Пилар не оглянулась.
— Que va, все вместе, — сказала она. — Увидимся в лагере.
Роберт Джордан смотрел ей вслед.
— С ней ничего не случится? — спросил он Марию. — У нее вид совсем больной.
— Пусть идет, — сказала Мария, все еще не поднимая головы.

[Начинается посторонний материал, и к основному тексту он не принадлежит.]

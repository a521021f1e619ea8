//! End-to-end scraping tests against canned pages.
//!
//! No network: a map-backed transport serves fixed bodies by URL, and the
//! tokio clock is paused so rate-limit gates and pauses resolve instantly.

use std::collections::HashMap;
use std::sync::{Arc, Mutex};

use async_trait::async_trait;
use scraper::Html;
use tokio_util::sync::CancellationToken;

use jobharvest::dedupe::dedupe;
use jobharvest::html::find_nodes;
use jobharvest::models::{stable_id, SearchConfig};
use jobharvest::scrapers::config::{AdapterKind, EnrichmentConfig, FieldSelector};
use jobharvest::scrapers::http_client::{RawResponse, Transport, TransportError};
use jobharvest::scrapers::pipeline::extract;
use jobharvest::scrapers::{
    Driver, DriverOptions, Fetcher, Jitter, RateLimitConfig, RateLimiter, SiteConfig,
};

const LISTING: &str = r#"
<html><body>
  <ul class="results">
    <li class="job-result" data-testid="result">
      <h3 class="job-title">Senior Rust Engineer</h3>
      <span class="company-name">Acme</span>
      <span class="job-location">Berlin</span>
      <p class="snippet">Build services in Rust with PostgreSQL.</p>
      <a class="job-link" href="/jobs/view/1?trk=search">Apply</a>
    </li>
    <li class="job-result" data-testid="result">
      <h3 class="job-title">Platform Engineer</h3>
      <span class="company-name">Initech</span>
      <p class="snippet">Kubernetes and Docker all day.</p>
      <a class="job-link" href="https://jobs.example/jobs/view/2">Apply</a>
    </li>
  </ul>
</body></html>
"#;

/// Same listing rendered twice, as boards do when a promoted card repeats.
const REPEATED: &str = r#"
<html><body>
  <li class="job-result"><h3 class="job-title">Rust Engineer</h3><span class="company-name">Acme</span></li>
  <li class="job-result"><h3 class="job-title">RUST ENGINEER</h3><span class="company-name">acme</span></li>
</body></html>
"#;

fn board() -> SiteConfig {
    let mut site = SiteConfig::new(
        "Board",
        "https://jobs.example",
        "https://jobs.example/search?q={job_title}&l={location}",
    );
    site.container = FieldSelector::new("li", "data-testid=\"result\"");
    site.title = Some(FieldSelector::new("h3", "class=\"job-title\""));
    site.company = Some(FieldSelector::new("span", "company-name"));
    site.location = Some(FieldSelector::new("span", "job-location"));
    site.description = Some(FieldSelector::new("p", "snippet"));
    site.url = Some(FieldSelector::new("a", "job-link"));
    site
}

#[test]
fn listing_page_yields_one_record_per_container() {
    let site = board();
    let search = SearchConfig::default();
    let html = Html::parse_document(LISTING);

    let records: Vec<_> = find_nodes(html.root_element(), &site.container.tag, &site.container.selector)
        .into_iter()
        .filter_map(|c| extract(c, &site, &search))
        .filter(|job| job.is_valid())
        .collect();

    assert_eq!(records.len(), 2);

    let first = &records[0];
    assert_eq!(first.title, "Senior Rust Engineer");
    assert_eq!(first.company, "Acme");
    assert_eq!(first.location, "Berlin");
    assert_eq!(
        first.url.as_deref(),
        Some("https://jobs.example/jobs/view/1?trk=search")
    );
    assert_eq!(first.skills, vec!["Rust", "SQL", "PostgreSQL"]);

    let second = &records[1];
    assert_eq!(second.location, "Remote");
    assert_eq!(second.url.as_deref(), Some("https://jobs.example/jobs/view/2"));
    assert!(second.skills.contains(&"Kubernetes".to_string()));
    assert_ne!(first.id, second.id);
}

#[test]
fn keyword_filter_drops_non_matching_listings() {
    let site = board();
    let search = SearchConfig {
        keywords: vec!["kubernetes".to_string()],
        ..Default::default()
    };
    let html = Html::parse_document(LISTING);

    let titles: Vec<String> = find_nodes(html.root_element(), "li", "data-testid=\"result\"")
        .into_iter()
        .filter_map(|c| extract(c, &site, &search))
        .map(|job| job.title)
        .collect();
    assert_eq!(titles, vec!["Platform Engineer"]);
}

#[test]
fn repeated_containers_collapse_to_one_record() {
    let mut site = board();
    site.container = FieldSelector::new("li", "job-result");
    let search = SearchConfig::default();
    let html = Html::parse_document(REPEATED);

    let records: Vec<_> = find_nodes(html.root_element(), "li", "job-result")
        .into_iter()
        .filter_map(|c| extract(c, &site, &search))
        .collect();
    assert_eq!(records.len(), 2);

    let unique = dedupe(records);
    assert_eq!(unique.len(), 1);
    assert_eq!(unique[0].title, "Rust Engineer");
}

/// Serves fixed bodies by URL; unknown URLs get a 404.
#[derive(Default)]
struct CannedSite {
    pages: HashMap<String, String>,
    requested: Mutex<Vec<String>>,
}

impl CannedSite {
    fn page(mut self, url: &str, body: impl Into<String>) -> Self {
        self.pages.insert(url.to_string(), body.into());
        self
    }
}

#[async_trait]
impl Transport for CannedSite {
    async fn get(
        &self,
        url: &str,
        _headers: &[(String, String)],
    ) -> Result<RawResponse, TransportError> {
        self.requested.lock().unwrap().push(url.to_string());
        Ok(match self.pages.get(url) {
            Some(body) => RawResponse::new(200, body.as_str()),
            None => RawResponse::new(404, ""),
        })
    }
}

fn driver_for(site: SiteConfig, transport: Arc<CannedSite>) -> Driver {
    let jitter = Jitter::seeded(11);
    let limiter = RateLimiter::new(RateLimitConfig::for_sites([&site]), jitter.clone());
    let fetcher = Fetcher::new(transport, limiter, jitter, CancellationToken::new());
    Driver::from_sites(vec![site], fetcher, 2, DriverOptions::default())
}

#[tokio::test(start_paused = true)]
async fn detail_pages_enrich_records() {
    let mut site = board();
    site.enrichment = Some(EnrichmentConfig {
        description: vec![FieldSelector::new("section", "description")],
        company: Some(FieldSelector::new("a", "employer")),
        ..Default::default()
    });

    let detail = r#"<html><body>
        <a class="employer" href="/c/acme">Acme Corporation</a>
        <section class="job-description">
          We write Rust and run it on Kubernetes.
        </section>
    </body></html>"#;
    let transport = Arc::new(
        CannedSite::default()
            .page("https://jobs.example/search?q=Software%20Developer&l=Remote", LISTING)
            .page("https://jobs.example/jobs/view/1?trk=search", detail),
    );

    let driver = driver_for(site, transport.clone());
    let report = driver.run_cycle(&SearchConfig::default()).await;

    assert!(!report.cancelled);
    assert_eq!(report.records.len(), 2);

    let enriched = &report.records[0];
    assert_eq!(enriched.company, "Acme Corporation");
    assert_eq!(enriched.description, "We write Rust and run it on Kubernetes.");
    assert!(enriched.skills.contains(&"Rust".to_string()));
    assert!(enriched.skills.contains(&"Kubernetes".to_string()));
    assert_eq!(
        enriched.id.as_deref(),
        Some(stable_id("Board", "Senior Rust Engineer", "Acme Corporation").as_str())
    );

    // The second detail page 404s; the listing-page record is kept as is.
    let plain = &report.records[1];
    assert_eq!(plain.company, "Initech");
    assert_eq!(plain.description, "Kubernetes and Docker all day.");

    let requested = transport.requested.lock().unwrap();
    assert_eq!(requested[0], "https://jobs.example/search?q=Software%20Developer&l=Remote");
    assert!(requested.contains(&"https://jobs.example/jobs/view/2".to_string()));
}

#[tokio::test(start_paused = true)]
async fn dice_cards_found_by_heuristic_and_enriched_by_job_id() {
    let mut site = SiteConfig::new(
        "Dice",
        "https://www.dice.test",
        "https://www.dice.test/jobs?q={job_title}",
    );
    site.adapter = AdapterKind::Dice;
    site.container = FieldSelector::new("dhi-search-card", "");
    site.container_fallbacks = vec![FieldSelector::new("div", "data-testid=\"search-card\"")];
    site.title = Some(FieldSelector::new("h5", ""));
    site.company = Some(FieldSelector::new("span", "employer"));
    site.enrichment = Some(EnrichmentConfig {
        description: vec![FieldSelector::new("div", "data-testid=\"jobDescriptionHtml\"")],
        min_text_len: 200,
        ..Default::default()
    });

    let listing = r#"<html><body>
        <div class="search-card">
          <h5><a href="/job/detail/abc-123/rust-dev?searchlink=1">Rust Developer</a></h5>
          <span class="employer">Acme</span>
        </div>
    </body></html>"#;
    let wanted = "Rust services engineer. ".repeat(12);
    let sidebar = "Unrelated sidebar text. ".repeat(30);
    let detail = format!(
        r#"<html><body><div id="jobdetail-abc-123">{}</div><div class="sidebar">{}</div></body></html>"#,
        wanted, sidebar
    );
    let transport = Arc::new(
        CannedSite::default()
            .page("https://www.dice.test/jobs?q=Software%20Developer", listing)
            .page(
                "https://www.dice.test/job/detail/abc-123/rust-dev?searchlink=1",
                detail,
            ),
    );

    let driver = driver_for(site, transport);
    let report = driver.run_cycle(&SearchConfig::default()).await;

    assert_eq!(report.records.len(), 1);
    let job = &report.records[0];
    assert_eq!(job.title, "Rust Developer");
    assert_eq!(job.company, "Acme");
    assert_eq!(job.description, wanted.trim());
    assert!(job.skills.contains(&"Rust".to_string()));
}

— Не надо бы ее отпускать одну.
— Пусть идет, — сказала Мария. — Пусть идет!
13
Они шли по заросшему вереском горному лугу, и Роберт Джордан чувствовал, как вереск цепляется за его ноги, чувствовал тяжесть револьвера, оттянувшего ему пояс, и тепло солнечных лучей на лице, и холодок, пробегающий по спине от ветра со снежных вершин, и руку девушки в своей руке, крепкую и сильную, с тонкими пальцами, которые он захватил своими. От того, что ее ладонь лежала на его ладони, что их пальцы были сплетены, что ее запястье прижималось к его запястью, от этой близости ее ладони, и пальцев, и запястья шло в его руку что-то свежее, как первый порыв ветра, который рябит гладь застывшего в штиле моря, что-то легкое, как прикосновение перышка к губам, как листок, в тихую погоду падающий на землю; такое легкое, что достаточно было бы прикосновения пальцев, чтобы его почувствовать, но тесное пожатие руки настолько усиливало, настолько углубляло это «что-то», делало его таким острым, таким мучительным, таким сильным, что оно словно током пронизывало его и отдавалось во всем теле щемящей тоской желания. Солнце отсвечивало на ее волосах цвета спелой пшеницы, на золотисто-смуглом нежном лице, на изгибе шеи, и он запрокинул ей голову, притянул ее к себе и поцеловал. Она задрожала от его поцелуя, и он крепко прижал к себе все ее тело и почувствовал ее маленькие крепкие груди, почувствовал их сквозь ткань двух рубашек, и он поднял руку, и расстегнул пуговицы на ее рубашке, и нагнулся, и поцеловал ее, а она стояла, дрожа, откинув голову назад. Потом ее подбородок коснулся его головы, и тотчас же он почувствовал, что она обхватила его голову и прижала к себе. Он выпрямился и обнял ее обеими руками так крепко, что она отделилась от земли, и, чувствуя, как она дрожит, он поцеловал ее шею и потом опустил ее на землю и сказал:
— Мария, о моя Мария.
Потом он сказал:
— Куда нам пойти?
Она ничего не ответила, только ее пальцы скользнули ему за ворот, и он почувствовал, как она расстегивает пуговицы его рубашки, и она сказала:
— Ты тоже. Я тебя тоже хочу поцеловать.
— Не надо, зайчонок.
— Нет, надо. Что ты, то и я.
— Нет. Так не бывает.
— Ну и пусть. И пусть. Пусть.
Потом был запах примятого вереска, и колкие изломы стеблей у нее под головой, и яркие солнечные блики на ее сомкнутых веках, и казалось, он на всю жизнь запомнит изгиб ее шеи, когда она лежала, запрокинув голову в вереск, и ее чуть-чуть шевелившиеся губы, и дрожание ресниц на веках, плотно сомкнутых, чтобы не видеть солнца и ничего не видеть, и мир для нее тогда был красный, оранжевый, золотисто-желтый от солнца, проникавшего сквозь сомкнутые веки, и такого же цвета было все — полнота, обладание, радость, — все такого же цвета, все в такой же яркой слепоте. А для него был путь во мраке, который вел никуда, и только никуда, и опять никуда, и еще, и еще, и снова никуда, локти вдавлены в землю, и опять никуда, и беспредельно, безвыходно, вечно никуда, и уже больше нет сил, и снова никуда, и нестерпимо, и еще, и еще, и еще, и снова никуда, и вдруг в неожиданном, в жгучем, в последнем весь мрак разлетелся и время застыло, и только они двое существовали в неподвижном остановившемся времени, и земля под ними качнулась и поплыла.